= RECORDS SUPPLIED =
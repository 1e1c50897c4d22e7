use crate::{
    constants::{PARENT_ATOM, SELF_ATOM},
    AbsolutePath, Dialect, Path, RelativePath,
};

/// Collapses `.` and `..` atoms into canonical form.
///
/// Normalization never changes a path's variant, drive or trailing-separator flag. Rooted
/// sequences (absolute paths and anchored relative paths) clamp any `..` that would climb above
/// the root, while plain relative paths keep leading `..` atoms verbatim.
///
/// The normalizer holds no state; use the [`Normalizer`] value directly or through the
/// `normalize` methods on each path type.
///
/// # Examples
///
/// ```
/// use atom_path::{Normalizer, UnixPath};
///
/// let path: UnixPath = "/foo/bar/baz/../../qux".parse().unwrap();
/// assert_eq!(Normalizer.normalize(&path).to_string(), "/foo/qux");
///
/// let path: UnixPath = "../foo/../../bar".parse().unwrap();
/// assert_eq!(Normalizer.normalize(&path).to_string(), "../../bar");
/// ```
#[derive(Copy, Clone, Debug, Default, PartialEq, Eq)]
pub struct Normalizer;

impl Normalizer {
    /// Normalizes either path variant
    pub fn normalize<D: Dialect>(&self, path: &Path<D>) -> Path<D> {
        match path {
            Path::Absolute(path) => Path::Absolute(self.normalize_absolute(path)),
            Path::Relative(path) => Path::Relative(self.normalize_relative(path)),
        }
    }

    pub fn normalize_absolute<D: Dialect>(&self, path: &AbsolutePath<D>) -> AbsolutePath<D> {
        let atoms = self.normalize_atoms(path.atoms(), true);
        AbsolutePath::new_unchecked(path.drive(), atoms, path.has_trailing_separator())
    }

    pub fn normalize_relative<D: Dialect>(&self, path: &RelativePath<D>) -> RelativePath<D> {
        let atoms = self.normalize_atoms(path.atoms(), path.is_anchored());
        RelativePath::new_unchecked(
            path.drive(),
            path.is_anchored(),
            atoms,
            path.has_trailing_separator(),
        )
    }

    /// Normalizes a bare atom sequence in a single left-to-right pass.
    ///
    /// * `.` is dropped.
    /// * `..` cancels the preceding real atom. With nothing to cancel it is dropped when `rooted`
    ///   and kept otherwise.
    /// * Anything else is kept.
    ///
    /// A plain relative sequence that collapses to nothing becomes the lone self atom `.`, so the
    /// result is never empty unless `rooted` is set.
    ///
    /// # Examples
    ///
    /// ```
    /// use atom_path::Normalizer;
    ///
    /// assert_eq!(Normalizer.normalize_atoms(&["a", "..", ".."], true), Vec::<String>::new());
    /// assert_eq!(Normalizer.normalize_atoms(&["a", "..", ".."], false), vec![".."]);
    /// assert_eq!(Normalizer.normalize_atoms(&["a", ".."], false), vec!["."]);
    /// ```
    pub fn normalize_atoms<S: AsRef<str>>(&self, atoms: &[S], rooted: bool) -> Vec<String> {
        let mut normalized: Vec<String> = Vec::with_capacity(atoms.len());

        for atom in atoms.iter().map(AsRef::as_ref) {
            match atom {
                SELF_ATOM => (),
                PARENT_ATOM => match normalized.last() {
                    Some(top) if top != PARENT_ATOM => {
                        normalized.pop();
                    }
                    _ if rooted => (),
                    _ => normalized.push(PARENT_ATOM.to_string()),
                },
                atom => normalized.push(atom.to_string()),
            }
        }

        if normalized.is_empty() && !rooted {
            normalized.push(SELF_ATOM.to_string());
        }

        log::trace!(
            "normalized {} atom(s) into {:?} (rooted = {rooted})",
            atoms.len(),
            normalized
        );

        normalized
    }
}

#[cfg(test)]
mod tests {
    use super::*;
    use crate::{UnixPath, WindowsPath};

    fn unix(s: &str) -> String {
        let path: UnixPath = s.parse().unwrap();
        Normalizer.normalize(&path).to_string()
    }

    fn windows(s: &str) -> String {
        let path: WindowsPath = s.parse().unwrap();
        Normalizer.normalize(&path).to_string()
    }

    #[test]
    fn should_cancel_parent_atoms_against_preceding_real_atoms() {
        assert_eq!(unix("/foo/bar/baz/../../qux"), "/foo/qux");
        assert_eq!(unix("foo/bar/../baz"), "foo/baz");
        assert_eq!(unix("/foo/./bar/."), "/foo/bar");
    }

    #[test]
    fn should_clamp_leading_parent_atoms_on_rooted_paths() {
        assert_eq!(unix("/.."), "/");
        assert_eq!(unix("/../../foo/.."), "/");
        assert_eq!(unix("/../foo/../../bar"), "/bar");
        assert_eq!(windows("C:/../../foo"), "C:/foo");
        assert_eq!(windows("/../foo"), "/foo");
    }

    #[test]
    fn should_preserve_leading_parent_atoms_on_plain_relative_paths() {
        assert_eq!(unix("../foo/../../bar"), "../../bar");
        assert_eq!(unix("../../../.."), "../../../..");
        assert_eq!(unix("foo/../../.."), "../..");
        assert_eq!(unix("./../."), "..");
        assert_eq!(windows("C:../foo/../.."), "C:../..");
    }

    #[test]
    fn should_keep_a_lone_self_atom_when_plain_relative_path_collapses() {
        assert_eq!(unix("."), ".");
        assert_eq!(unix("./."), ".");
        assert_eq!(unix("foo/.."), ".");
        assert_eq!(unix("foo/bar/../.."), ".");
        assert_eq!(unix("./foo"), "foo");
    }

    #[test]
    fn should_allow_anchored_paths_to_collapse_to_the_root() {
        let path: WindowsPath = r"\foo\..".parse().unwrap();
        let normalized = Normalizer.normalize(&path);
        assert!(normalized.atoms().is_empty());
        assert_eq!(normalized.to_string(), "/");
        assert!(normalized.as_relative().unwrap().is_anchored());
    }

    #[test]
    fn should_preserve_variant_drive_and_trailing_separator() {
        assert_eq!(unix("/foo/../bar/"), "/bar/");
        assert_eq!(unix("foo/./bar/"), "foo/bar/");
        assert_eq!(windows("c:/foo/../bar/"), "c:/bar/");
        assert_eq!(windows(r"D:foo\.\bar"), "D:foo/bar");
    }

    #[test]
    fn should_be_idempotent() {
        for s in ["/a/../b/./c/..", "../a/../../b", "a/b/../..", ".", "/"] {
            let once = unix(s);
            assert_eq!(unix(&once), once, "not idempotent for {s:?}");
        }
    }
}
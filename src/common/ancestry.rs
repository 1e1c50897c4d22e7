//! Ancestry checks and minimal relative-path computation between absolute paths.

use crate::{
    constants::{PARENT_ATOM, SELF_ATOM},
    AbsolutePath, Dialect, Drive, Normalizer, PathError, RelativePath, Result,
};
use std::iter;

/// Computes the shortest relative path `R` such that resolving `R` against `parent` and
/// normalizing yields `child`.
///
/// Both inputs are normalized first. The common prefix is positional: atoms are compared index by
/// index and the first difference ends it, so repeated atom values elsewhere in either path never
/// count as shared structure.
pub(crate) fn relative_to<D: Dialect>(
    child: &AbsolutePath<D>,
    parent: &AbsolutePath<D>,
) -> Result<RelativePath<D>> {
    if !Drive::matches_option(child.drive(), parent.drive()) {
        log::debug!("cannot compute {child} relative to {parent} across drives");
        return Err(PathError::DriveMismatch {
            left: child.drive(),
            right: parent.drive(),
        });
    }

    let child = Normalizer.normalize_absolute(child);
    let parent = Normalizer.normalize_absolute(parent);
    let shared = common_prefix_len(child.atoms(), parent.atoms());

    let parent_tail = &parent.atoms()[shared..];
    let child_tail = &child.atoms()[shared..];

    let atoms: Vec<String> = if parent_tail.is_empty() && child_tail.is_empty() {
        vec![SELF_ATOM.to_string()]
    } else {
        iter::repeat(PARENT_ATOM)
            .take(parent_tail.len())
            .map(String::from)
            .chain(child_tail.iter().cloned())
            .collect()
    };

    log::trace!("{child} relative to {parent} is {atoms:?}");
    Ok(RelativePath::new_unchecked(None, false, atoms, false))
}

pub(crate) fn is_parent_of<D: Dialect>(parent: &AbsolutePath<D>, child: &AbsolutePath<D>) -> bool {
    descends_by(parent, child, |parent_len, child_len| child_len == parent_len + 1)
}

pub(crate) fn is_ancestor_of<D: Dialect>(
    ancestor: &AbsolutePath<D>,
    descendant: &AbsolutePath<D>,
) -> bool {
    descends_by(ancestor, descendant, |ancestor_len, descendant_len| {
        descendant_len > ancestor_len
    })
}

/// Returns true if the drives match, `upper`'s normalized atoms prefix `lower`'s, and `depth`
/// accepts the two atom counts
fn descends_by<D: Dialect>(
    upper: &AbsolutePath<D>,
    lower: &AbsolutePath<D>,
    depth: impl Fn(usize, usize) -> bool,
) -> bool {
    if !Drive::matches_option(upper.drive(), lower.drive()) {
        return false;
    }

    let upper = Normalizer.normalize_absolute(upper);
    let lower = Normalizer.normalize_absolute(lower);
    let (upper, lower) = (upper.atoms(), lower.atoms());

    depth(upper.len(), lower.len()) && common_prefix_len(upper, lower) == upper.len()
}

fn common_prefix_len(left: &[String], right: &[String]) -> usize {
    left.iter()
        .zip(right)
        .take_while(|(left, right)| left == right)
        .count()
}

= TASK STATEMENT =
The listing above holds a line with "normalized.push(SELF_ATOM.to_string());" and a line with "fn unix(s: &str)". Print the stretch from the first through the second, exactly and alone.

= RESULT FOR THIS TASK =
            normalized.push(SELF_ATOM.to_string());
        }

        log::trace!(
            "normalized {} atom(s) into {:?} (rooted = {rooted})",
            atoms.len(),
            normalized
        );

        normalized
    }
}

#[cfg(test)]
mod tests {
    use super::*;
    use crate::{UnixPath, WindowsPath};

    fn unix(s: &str) -> String {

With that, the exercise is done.